Brief
Copy every line from the records below that holds the word "true".

Given records
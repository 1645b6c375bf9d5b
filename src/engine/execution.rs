// 8.3 engine/execution.rs: the block pipeline.
// begin_block: expired orders, scheduled settlements, expiry and binary options, hourly funding.
// end_block: conditional triggers, then per market a market-order pass and a limit pass,
// each computed against a snapshot and persisted only if the market can pay for it.

use super::core::Engine;
use super::results::{BlockSummary, EngineError};
use crate::batch::{BatchExecutionData, VwapData};
use crate::events::{CancelReason, EventPayload, FundingUpdateEvent};
use crate::expansion::ExpansionContext;
use crate::funding::accrue_vwap_premium;
use crate::matching::{limit_matching_execution_data, market_order_execution_data, LimitMatchingInput, MarketMatchingInput};
use crate::order::{DerivativeLimitOrder, DerivativeMarketOrder};
use crate::orderbook::MatchingSession;
use crate::position::PositionCache;
use crate::reduce_only::{transient_reduce_only_cancels, SubaccountOrder};
use crate::risk::open_notional;
use crate::types::{BlockContext, MarketId, OrderHash, Side};
use rust_decimal::Decimal;
use std::collections::HashSet;
use tracing::{debug, error, info, warn};

/// What a pass took out of the transient queues, put back when the batch is discarded.
pub(super) enum TakenOrders {
    Limit(Vec<DerivativeLimitOrder>),
    Market(Vec<DerivativeMarketOrder>),
}

impl Engine {
    pub fn begin_block(&mut self, ctx: BlockContext) -> Result<BlockSummary, EngineError> {
        self.block = ctx;
        let mut summary = BlockSummary {
            cancelled_expired: self.cancel_expired_orders()?,
            ..BlockSummary::default()
        };
        summary.settled_markets.extend(self.process_scheduled_settlements()?);
        summary.settled_markets.extend(self.process_expiry_markets()?);
        summary.settled_markets.extend(self.process_binary_options()?);
        summary.funded_markets = self.process_hourly_funding()?;
        info!(
            height = ctx.height,
            time = %ctx.time,
            settled = summary.settled_markets.len(),
            funded = summary.funded_markets.len(),
            "block started"
        );
        Ok(summary)
    }

    pub fn end_block(&mut self) -> Result<BlockSummary, EngineError> {
        let mut summary = BlockSummary {
            triggered_orders: self.trigger_conditional_orders()?,
            ..BlockSummary::default()
        };

        for market_id in self.store.market_ids() {
            if !self.state(market_id)?.market.is_active() {
                self.cancel_all_transient_orders(market_id, true, CancelReason::MatchingValidation)?;
                continue;
            }

            let mut vwap = VwapData::default();
            let mut executed = false;
            match self.execute_market_orders(market_id)? {
                Some(batch_vwap) => {
                    executed = true;
                    merge_vwap(&mut vwap, &batch_vwap);
                }
                None if !self.state(market_id)?.market.is_active() => {
                    summary.insolvent_markets.push(market_id);
                    continue;
                }
                None => {}
            }

            self.cancel_excess_transient_reduce_only(market_id)?;
            match self.execute_limit_orders(market_id)? {
                Some(batch_vwap) => {
                    executed = true;
                    merge_vwap(&mut vwap, &batch_vwap);
                }
                None if !self.state(market_id)?.market.is_active() => {
                    summary.insolvent_markets.push(market_id);
                }
                None => {}
            }

            self.accrue_vwap(market_id, &vwap)?;
            self.state_mut(market_id)?.modified_by_market_orders.clear();
            if executed {
                summary.executed_markets.push(market_id);
            }
        }
        debug!(
            height = self.block.height,
            triggered = summary.triggered_orders,
            executed = summary.executed_markets.len(),
            "block ended"
        );
        Ok(summary)
    }

    // 8.3.1: market orders against the resting book. None when nothing ran or the batch was discarded.
    fn execute_market_orders(&mut self, market_id: MarketId) -> Result<Option<VwapData>, EngineError> {
        let mark_price = self.mark_price(market_id);
        let state = self.state_mut(market_id)?;
        if state.transient_market_orders.is_empty() {
            return Ok(None);
        }
        let (market_buys, market_sells) = state.take_transient_market_orders();
        let taken: Vec<DerivativeMarketOrder> = market_buys.iter().chain(market_sells.iter()).cloned().collect();
        let input = MarketMatchingInput {
            market_buys,
            market_sells,
            resting_buys: state.resting_side(Side::Buy),
            resting_sells: state.resting_side(Side::Sell),
            taker_fee_rate: None,
        };

        let state = self.state(market_id)?;
        let ctx = ExpansionContext {
            market: &state.market,
            discounts: &self.discounts,
            bank: self.bank.as_ref(),
            is_liquidation: false,
        };
        let positions = PositionCache::new(state.positions_snapshot(), state.market.funding().cloned());
        let session = MatchingSession::new(&state.market, mark_price, current_open_notional(state.open_interest, mark_price), positions);
        let data = market_order_execution_data(&ctx, session, input);
        let batch = BatchExecutionData::from_market_matching(&state.market, data, false);

        self.commit_batch(market_id, batch, TakenOrders::Market(taken), true)
    }

    // 8.3.2: the batch auction between this block's limit orders and the resting book.
    fn execute_limit_orders(&mut self, market_id: MarketId) -> Result<Option<VwapData>, EngineError> {
        let mark_price = self.mark_price(market_id);
        let state = self.state_mut(market_id)?;
        if state.transient_limit_orders.is_empty() {
            return Ok(None);
        }
        let (transient_buys, transient_sells) = state.take_transient_limit_orders();
        let taken: Vec<DerivativeLimitOrder> = transient_buys.iter().chain(transient_sells.iter()).cloned().collect();
        let input = LimitMatchingInput {
            resting_buys: state.resting_side(Side::Buy),
            resting_sells: state.resting_side(Side::Sell),
            transient_buys,
            transient_sells,
            resting_mid_price: state.resting.mid_price_or_best_price(),
        };

        let state = self.state(market_id)?;
        let ctx = ExpansionContext {
            market: &state.market,
            discounts: &self.discounts,
            bank: self.bank.as_ref(),
            is_liquidation: false,
        };
        let positions = PositionCache::new(state.positions_snapshot(), state.market.funding().cloned());
        let session = MatchingSession::new(&state.market, mark_price, current_open_notional(state.open_interest, mark_price), positions);
        let data = limit_matching_execution_data(&ctx, session, input);
        let batch = BatchExecutionData::from_limit_matching(&state.market, data);

        self.commit_batch(market_id, batch, TakenOrders::Limit(taken), false)
    }

    /// Persists `batch` when the market stays solvent. otherwise the taken orders go back to
    /// the transient queues and the market is paused for settlement, which cancels them.
    pub(super) fn commit_batch(
        &mut self,
        market_id: MarketId,
        batch: BatchExecutionData,
        taken: TakenOrders,
        from_market_orders: bool,
    ) -> Result<Option<VwapData>, EngineError> {
        if let Err(shortfall) = self.ensure_market_solvency(market_id, batch.market_balance_delta) {
            warn!(
                market = ?market_id,
                balance_delta = %batch.market_balance_delta,
                %shortfall,
                "batch would leave the market insolvent, discarding it"
            );
            let state = self.state_mut(market_id)?;
            match taken {
                TakenOrders::Limit(orders) => {
                    state.transient_limit_orders.extend(orders);
                    state.transient_limit_orders.sort_by_key(|o| o.hash);
                }
                TakenOrders::Market(orders) => {
                    state.transient_market_orders.extend(orders);
                    state.transient_market_orders.sort_by_key(|o| o.hash);
                }
            }
            self.pause_for_settlement(market_id, true, CancelReason::InsolventBatch)?;
            return Ok(None);
        }

        let vwap = batch.vwap;
        self.persist_batch(market_id, batch, from_market_orders)?;
        Ok(Some(vwap))
    }

    /// Err with the missing amount when the market cannot absorb `balance_delta`.
    pub(super) fn ensure_market_solvency(&self, market_id: MarketId, balance_delta: Decimal) -> Result<(), Decimal> {
        let balance = self.store.state(market_id).map(|s| s.balance).unwrap_or_default();
        let after = balance + balance_delta;
        if after < Decimal::ZERO {
            return Err(-after);
        }
        Ok(())
    }

    // 8.3.3: balance, open interest, deposits, positions, orders, events.
    pub(super) fn persist_batch(&mut self, market_id: MarketId, batch: BatchExecutionData, from_market_orders: bool) -> Result<(), EngineError> {
        let state = self.store.state_mut(market_id).ok_or(EngineError::MarketNotFound(market_id))?;
        state.balance += batch.market_balance_delta;
        state.open_interest += batch.open_interest_delta;

        let denom = state.market.quote_denom().to_string();
        for (subaccount_id, delta) in batch.deposit_deltas.iter() {
            if !delta.is_empty() {
                self.bank.update_deposit_with_delta(*subaccount_id, &denom, *delta);
            }
        }

        if from_market_orders {
            state
                .modified_by_market_orders
                .extend(batch.positions.iter().map(|p| p.subaccount_id));
        }
        state.set_positions(batch.positions);

        for fill in batch.resting_fills {
            let order = fill.order;
            let subaccount_id = order.subaccount_id();
            if !fill.fill_quantity.is_zero() {
                state
                    .metadata_mut(subaccount_id, order.side)
                    .reduce_fillable(order.is_reduce_only(), fill.fill_quantity);
            }
            if order.fillable.is_zero() {
                state.resting.remove(order.hash);
                state.metadata_mut(subaccount_id, order.side).remove_order(order.is_reduce_only(), Decimal::ZERO);
                state.release_cid(subaccount_id, order.info.cid.as_deref());
            } else if let Some(stored) = state.resting.get_mut(order.hash) {
                *stored = order;
            }
        }

        for fill in batch.transient_fills {
            let order = fill.order;
            let subaccount_id = order.subaccount_id();
            if !fill.fill_quantity.is_zero() {
                state
                    .metadata_mut(subaccount_id, order.side)
                    .reduce_fillable(order.is_reduce_only(), fill.fill_quantity);
            }
            if order.fillable.is_zero() {
                state.metadata_mut(subaccount_id, order.side).remove_order(order.is_reduce_only(), Decimal::ZERO);
                state.release_cid(subaccount_id, order.info.cid.as_deref());
            }
        }

        let mut cancelled: HashSet<OrderHash> = HashSet::new();
        for cancel in batch.limit_cancels {
            let order = cancel.order;
            if !cancelled.insert(order.hash) {
                continue;
            }
            if !cancel.is_transient {
                state.resting.remove(order.hash);
            }
            let subaccount_id = order.subaccount_id();
            state.metadata_mut(subaccount_id, order.side).remove_order(order.is_reduce_only(), order.fillable);
            state.release_cid(subaccount_id, order.info.cid.as_deref());
        }

        for order in batch.new_resting_orders {
            state.resting.insert(order);
        }

        debug!(
            market = ?market_id,
            balance = %state.balance,
            open_interest = %state.open_interest,
            market_cancels = batch.market_cancels.len(),
            "batch persisted"
        );
        self.emit_events(batch.events);
        Ok(())
    }

    // 8.3.4: transient reduce-only orders of subaccounts whose positions market orders just
    // changed, newest first, until the rest fit the position.
    fn cancel_excess_transient_reduce_only(&mut self, market_id: MarketId) -> Result<(), EngineError> {
        let state = self.state(market_id)?;
        let mut cancels = Vec::new();
        for subaccount_id in &state.modified_by_market_orders {
            for side in [Side::Buy, Side::Sell] {
                let reduce_only: Vec<SubaccountOrder> = state
                    .subaccount_transient_orders(*subaccount_id, side)
                    .iter()
                    .filter(|o| o.is_reduce_only())
                    .map(SubaccountOrder::from)
                    .collect();
                if reduce_only.is_empty() {
                    continue;
                }
                let metadata = state.metadata(*subaccount_id, side);
                cancels.extend(transient_reduce_only_cancels(state.position(*subaccount_id), side, &metadata, &reduce_only));
            }
        }
        for hash in cancels {
            self.cancel_transient_limit_order(market_id, hash, CancelReason::ReduceOnlyConflict)?;
        }
        Ok(())
    }

    // 8.3.5: one premium accrual per block from both passes' trades.
    pub(super) fn accrue_vwap(&mut self, market_id: MarketId, vwap: &VwapData) -> Result<(), EngineError> {
        if vwap.is_empty() {
            return Ok(());
        }
        let Some(mark_price) = self.mark_price(market_id) else {
            return Ok(());
        };
        let now = self.block.time;
        let state = self.state_mut(market_id)?;
        let Some(funding) = state.market.funding_mut() else {
            return Ok(());
        };
        if !accrue_vwap_premium(funding, vwap, mark_price, now) {
            return Ok(());
        }
        let event = FundingUpdateEvent {
            market_id,
            cumulative_funding: funding.cumulative_funding,
            cumulative_price: funding.cumulative_price,
            funding_rate: None,
            mark_price,
        };
        self.emit_event(EventPayload::PerpetualFundingUpdated(event));
        Ok(())
    }
}

pub(super) fn current_open_notional(open_interest: Decimal, mark_price: Option<Decimal>) -> Decimal {
    match mark_price {
        Some(mark_price) => open_notional(open_interest, mark_price),
        None => {
            if !open_interest.is_zero() {
                error!(%open_interest, "open notional unknown without a mark price");
            }
            Decimal::ZERO
        }
    }
}

fn merge_vwap(into: &mut VwapData, other: &VwapData) {
    if !other.is_empty() {
        into.apply_execution(Some(other.price), other.quantity);
    }
}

Exercise solution
                self.cancel_all_transient_orders(market_id, true, CancelReason::MatchingValidation)?;
                    executed = true;
                    executed = true;
        self.commit_batch(market_id, batch, TakenOrders::Market(taken), true)
            self.pause_for_settlement(market_id, true, CancelReason::InsolventBatch)?;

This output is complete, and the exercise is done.